You can enter \q to exit the shell.
Windows Reports are that one of the easiest installs is with chocolatey. Might want to try that first.
You can also download a Windows installer from the official site.
Another option is to use the Windows Subsystem for Linux and follow the Ubuntu instructions for installing PostgreSQL.
Arch Linux Arch requires a bit more hands-on, but not much more. Check this out if you want to see a different Unix-y install procedure (or if you run Arch).
Installing PostgreSQL on Arch Linux Assignment: Create a Table and Use It Launch the shell on your database, and create a table.

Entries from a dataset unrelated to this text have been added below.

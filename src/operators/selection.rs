//! Selection operators
//!
//! This module provides tournament selection.

use rand::Rng;

use crate::chromosome::chromosome::Chromosome;
use crate::chromosome::traits::Encoding;
use crate::error::{GeneticError, GeneticResult};
use crate::operators::traits::SelectionPolicy;
use crate::population::population::Population;

/// Tournament selection operator
///
/// Draws `arity` members uniformly with replacement and returns the fittest
/// of them; ties go to the first one drawn. An arity of 1 is uniform random
/// selection.
#[derive(Clone, Copy, Debug)]
pub struct TournamentSelection {
    arity: usize,
}

impl TournamentSelection {
    /// Create a new tournament selection with the given arity
    pub fn new(arity: usize) -> GeneticResult<Self> {
        Ok(Self {
            arity: GeneticError::check_positive("tournament arity", arity)?,
        })
    }

    /// Create binary tournament selection (arity = 2)
    pub fn binary() -> Self {
        Self { arity: 2 }
    }

    /// Number of competitors per tournament
    pub fn arity(&self) -> usize {
        self.arity
    }
}

impl<E: Encoding> SelectionPolicy<E> for TournamentSelection {
    fn select<'p, R: Rng>(
        &self,
        population: &'p Population<E>,
        rng: &mut R,
    ) -> GeneticResult<&'p Chromosome<E>> {
        let members = population.chromosomes();
        if members.is_empty() {
            return Err(GeneticError::EmptyPopulation);
        }

        let mut winner = &members[rng.gen_range(0..members.len())];
        for _ in 1..self.arity {
            let challenger = &members[rng.gen_range(0..members.len())];
            if challenger.is_better_than(winner) {
                winner = challenger;
            }
        }
        Ok(winner)
    }
}

#[cfg(test)]
mod tests {
    use std::sync::Arc;

    use rand::rngs::StdRng;
    use rand::SeedableRng;

    use super::*;
    use crate::chromosome::chromosome::SharedFitness;
    use crate::chromosome::integral::Integral;

    fn create_population(size: usize) -> Population<Integral> {
        let fitness: SharedFitness<Integral> =
            Arc::new(|c: &Chromosome<Integral>| c.representation()[0] as f64);
        let encoding = Integral::new(0, 1000).unwrap();
        let chromosomes = (0..size as i64)
            .map(|i| Chromosome::new(vec![i], encoding, Arc::clone(&fitness)).unwrap())
            .collect();
        Population::from_chromosomes(chromosomes, size).unwrap()
    }

    #[test]
    fn test_tournament_selection_selects_member() {
        let mut rng = StdRng::seed_from_u64(1);
        let population = create_population(10);
        let selection = TournamentSelection::new(3).unwrap();

        for _ in 0..100 {
            let selected = selection.select(&population, &mut rng).unwrap();
            assert!(population.iter().any(|c| std::ptr::eq(c, selected)));
        }
    }

    #[test]
    fn test_tournament_selection_prefers_fitter() {
        let mut rng = StdRng::seed_from_u64(2);
        let population = create_population(100);
        let selection = TournamentSelection::new(5).unwrap();

        let trials = 1000;
        let total: f64 = (0..trials)
            .map(|_| selection.select(&population, &mut rng).unwrap().fitness())
            .sum();
        // uniform selection would average 49.5
        assert!(total / trials as f64 > 65.0);
    }

    #[test]
    fn test_tournament_selection_large_arity() {
        let mut rng = StdRng::seed_from_u64(3);
        let population = create_population(3);
        let selection = TournamentSelection::new(200).unwrap();

        // with replacement, the arity may exceed the population size
        let selected = selection.select(&population, &mut rng).unwrap();
        assert_eq!(selected.fitness(), 2.0);
    }

    #[test]
    fn test_tournament_selection_errors() {
        let mut rng = StdRng::seed_from_u64(4);
        assert_eq!(
            TournamentSelection::new(0).unwrap_err(),
            GeneticError::NotStrictlyPositive {
                parameter: "tournament arity",
                value: 0
            }
        );

        let empty: Population<Integral> = Population::new(5).unwrap();
        assert_eq!(
            TournamentSelection::binary().select(&empty, &mut rng).unwrap_err(),
            GeneticError::EmptyPopulation
        );
    }

    #[test]
    fn test_select_pair() {
        let mut rng = StdRng::seed_from_u64(5);
        let population = create_population(10);
        let (first, second) = TournamentSelection::binary()
            .select_pair(&population, &mut rng)
            .unwrap();
        assert_eq!(first.len(), 1);
        assert_eq!(second.len(), 1);
    }
}
//! Population statistics
//!
//! Summary statistics over the fitness values of a population.

use serde::{Deserialize, Serialize};

use crate::chromosome::chromosome::compare_fitness_values;
use crate::chromosome::traits::Encoding;
use crate::error::{GeneticError, GeneticResult};
use crate::population::population::Population;

/// Fitness summary of one population
#[derive(Clone, Debug, PartialEq, Serialize, Deserialize)]
pub struct PopulationStatistics {
    /// Number of chromosomes
    pub size: usize,
    /// Best fitness
    pub best: f64,
    /// Worst fitness
    pub worst: f64,
    /// Mean fitness
    pub mean: f64,
    /// Median fitness
    pub median: f64,
    /// Sample variance of the fitness (0 for a single chromosome)
    pub variance: f64,
    /// Fitness standard deviation
    pub std: f64,
}

impl PopulationStatistics {
    /// Compute statistics from a population
    pub fn from_population<E: Encoding>(population: &Population<E>) -> GeneticResult<Self> {
        Self::from_fitnesses(population.iter().map(|c| c.fitness()).collect())
    }

    /// Compute statistics from raw fitness values
    pub fn from_fitnesses(mut fitnesses: Vec<f64>) -> GeneticResult<Self> {
        if fitnesses.is_empty() {
            return Err(GeneticError::EmptyPopulation);
        }

        fitnesses.sort_by(|a, b| compare_fitness_values(*a, *b));

        let n = fitnesses.len();
        let best = fitnesses[n - 1];
        let worst = fitnesses[0];
        let mean = fitnesses.iter().sum::<f64>() / n as f64;
        let median = if n % 2 == 0 {
            (fitnesses[n / 2 - 1] + fitnesses[n / 2]) / 2.0
        } else {
            fitnesses[n / 2]
        };

        let variance = if n > 1 {
            fitnesses.iter().map(|f| (f - mean).powi(2)).sum::<f64>() / (n - 1) as f64
        } else {
            0.0
        };

        Ok(Self {
            size: n,
            best,
            worst,
            mean,
            median,
            variance,
            std: variance.sqrt(),
        })
    }
}
//! Fitness traits
//!
//! This module defines the fitness function seam. Fitness is always maximized;
//! minimization problems are expressed by negating the objective.

use std::sync::Arc;

use crate::chromosome::chromosome::{Chromosome, SharedFitness};
use crate::chromosome::traits::Encoding;

/// Computes the fitness of a chromosome
///
/// Implementations must be deterministic for a given representation, since
/// each chromosome caches the first value it sees.
pub trait FitnessFunction<E: Encoding>: Send + Sync {
    /// Fitness of the chromosome (higher is better)
    fn compute(&self, chromosome: &Chromosome<E>) -> f64;
}

impl<E, F> FitnessFunction<E> for F
where
    E: Encoding,
    F: Fn(&Chromosome<E>) -> f64 + Send + Sync,
{
    fn compute(&self, chromosome: &Chromosome<E>) -> f64 {
        self(chromosome)
    }
}

/// Turns a minimization objective into a maximization fitness
#[derive(Clone, Debug)]
pub struct Negated<F>(pub F);

impl<E, F> FitnessFunction<E> for Negated<F>
where
    E: Encoding,
    F: FitnessFunction<E>,
{
    fn compute(&self, chromosome: &Chromosome<E>) -> f64 {
        -self.0.compute(chromosome)
    }
}

/// Wrap a fitness function for sharing between chromosomes
pub fn shared<E, F>(fitness: F) -> SharedFitness<E>
where
    E: Encoding,
    F: FitnessFunction<E> + 'static,
{
    Arc::new(fitness)
}

#[cfg(test)]
mod tests {
    use super::*;
    use crate::chromosome::integral::Integral;

    fn total(c: &Chromosome<Integral>) -> f64 {
        c.representation().iter().sum::<i64>() as f64
    }

    #[test]
    fn test_closure_as_fitness() {
        let fitness = shared(total);
        let c = Chromosome::new(vec![2, 3], Integral::new(0, 5).unwrap(), fitness).unwrap();
        assert_eq!(c.fitness(), 5.0);
    }

    #[test]
    fn test_negated() {
        let fitness = shared(Negated(total));
        let c = Chromosome::new(vec![2, 3], Integral::new(0, 5).unwrap(), fitness).unwrap();
        assert_eq!(c.fitness(), -5.0);
    }
}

CREATE TABLE Employee (ID INT, FirstName VARCHAR(20), LastName VARCHAR(20)); Insert some records:
INSERT INTO Employee VALUES (1, 'Alpha', 'Alphason'); INSERT INTO Employee VALUES (2, 'Bravo', 'Bravoson'); INSERT INTO Employee VALUES (3, 'Charlie', 'Charleson'); INSERT INTO Employee VALUES (4, 'Delta', 'Deltason'); INSERT INTO Employee VALUES (5, 'Echo', 'Ecoson'); Select all records:
SELECT * FROM Employee; Select Employee #3's record:
SELECT * FROM Employee WHERE ID=3; Delete Employee #3's record:
DELETE FROM Employee WHERE ID=3; Use SELECT to verify the record is deleted.
Update Employee #2's name to be "Foxtrot Foxtrotson":
UPDATE Employee SET FirstName='Foxtrot', LastName='Foxtrotson' WHERE ID=2; Use SELECT to verify the update.